Before many of our families came to the St. Croix Valley to settle, however many generations ago, we generally came from one place: The United Kingdom. As such, the cultural heritage of the valley for European immigrants generally consists of English, Irish, and Scottish traditions. Within that mixture are Celtic and Gaelic customs – customs that the Calais Downtown Revitalization Coalition [CDRC] is interested in restoring to modern-day practice with a goal of promoting community kinship and attracting visitors.

“A culture is an attraction for a community,” Carole Heinlein of the CDRC explained. “It makes sense to do something based on your culture.” Heinlein, who is not from the area originally, describes the St. Croix Valley as being predominantly descended from the United Kingdom. With census data reporting 25 percent of Calais residents being either Scottish or Irish and 31 percent English, there’s a clear pool of ancestry tying the community together.

Initially, the CDRC is starting somewhat simply by building interest with its first annual “May Pole” street lamp decorating contest. While it doesn’t involve the traditional single pole that is danced around with ribbons, it does incorporate the downtown lamp posts in the same fashion that the Scarecrow Fest does. Several business owners, groups, and individuals have signed up to decorate a lamp post downtown in an appropriate fashion. “It could be anything from druidic to Gaelic, or wherever your imagination takes you,” Heinlein said. “The goal is to get the creative juices going and to make downtown Calais more fun. Decorated lamp posts get people to slow down, get people out of their cars and hopefully into our downtown shops and eateries.” The lamp posts will remain decorated throughout May.

On Saturday, May 19th, the CDRC has arranged for downtown merchants to hold a sidewalk fair outside of their businesses. Any business that doesn’t wish to participate can give their space to a nonprofit organization. “It’s something to get people out of their cars and boost the downtown economy,” Heinlein said.
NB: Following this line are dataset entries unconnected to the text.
const TOTAL_COLUMNS: [&str; 4] = [TOTAL_CALORIES, TOTAL_PROTEIN, TOTAL_CARBS, TOTAL_FAT];
const PER_100_COLUMNS: [&str; 4] = [
    CALORIES_PER_100,
    PROTEIN_PER_100,
    CARBS_PER_100,
    FAT_PER_100,
];

#[derive(Debug, Clone, Copy, PartialEq, Eq)]
pub enum FieldProblem {
    Missing,
    NotANumber,
    OutOfRange,
    BadDate,
    UnknownMealType,
}

#[derive(Debug, Clone, PartialEq)]
pub struct FieldError {
    pub column: &'static str,
    pub value: String,
    pub problem: FieldProblem,
}

impl FieldError {
    fn new(column: &'static str, value: impl Into<String>, problem: FieldProblem) -> Self {
        Self {
            column,
            value: value.into(),
            problem,
        }
    }
}

impl fmt::Display for FieldError {
    fn fmt(&self, f: &mut fmt::Formatter<'_>) -> fmt::Result {
        let Self {
            column,
            value,
            problem,
        } = self;
        match problem {
            FieldProblem::Missing => write!(f, "{column:?} is missing"),
            FieldProblem::NotANumber => write!(f, "{column:?}: {value:?} is not a number"),
            FieldProblem::OutOfRange => write!(f, "{column:?}: {value} is out of range"),
            FieldProblem::BadDate => {
                write!(f, "{column:?}: {value:?} is not a date like 2024-01-31")
            }
            FieldProblem::UnknownMealType => write!(f, "{column:?}: {value:?} is not a meal type"),
        }
    }
}

impl std::error::Error for FieldError {}

type Result<T> = std::result::Result<T, FieldError>;

/// Parses user or sheet input for a numeric column.
pub fn parse_number(column: &'static str, text: &str) -> Result<f64> {
    let text = text.trim();
    if text.is_empty() {
        return Err(FieldError::new(column, text, FieldProblem::Missing));
    }
    let value: f64 = text
        .parse()
        .map_err(|_| FieldError::new(column, text, FieldProblem::NotANumber))?;
    if !value.is_finite() {
        return Err(FieldError::new(column, text, FieldProblem::NotANumber));
    }
    Ok(value)
}

fn non_negative(column: &'static str, value: f64) -> Result<f64> {
    if value.is_finite() && value >= 0.0 {
        Ok(value)
    } else {
        Err(FieldError::new(
            column,
            value.to_string(),
            FieldProblem::OutOfRange,
        ))
    }
}

fn positive(column: &'static str, value: f64) -> Result<f64> {
    if value.is_finite() && value > 0.0 {
        Ok(value)
    } else {
        Err(FieldError::new(
            column,
            value.to_string(),
            FieldProblem::OutOfRange,
        ))
    }
}

fn required_text(column: &'static str, text: &str) -> Result<String> {
    let text = text.trim();
    if text.is_empty() {
        return Err(FieldError::new(column, text, FieldProblem::Missing));
    }
    Ok(text.into())
}

fn check_nutrients(nutrients: Nutrients, columns: [&'static str; 4]) -> Result<Nutrients> {
    for (value, column) in nutrients.values().into_iter().zip(columns) {
        non_negative(column, value)?;
    }
    Ok(nutrients)
}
Aside from the currently scheduled activities, Heinlein is encouraging community members to reflect on other traditions their family may have participated in at one time but no longer does, including making and sharing May baskets. Traditionally, May baskets would be made from spring flowers and hung on the door of a friend or loved one on the first day of May.

In the future, Heinlein hopes that the CDRC will be able to continue to build its momentum with celebrating Celtic and Gaelic traditions around Beltane (or May Day), which symbolizes the beginning of the summer months. Beltane has traditionally been celebrated with bonfires and dancing in the past – one or both of which Heinlein would like to see restored to practice in the modern era. “It took us years to put the Scarecrow Fest together and get it going, so we’d like to see if we can do the same with this by starting now.” 

If you are interested in decorating a May Pole in downtown Calais at no cost, contact Carole at 454-1110 or Diane at 214-6581. The poles will need to be decorated by May 1st to be eligible for entry into the contest.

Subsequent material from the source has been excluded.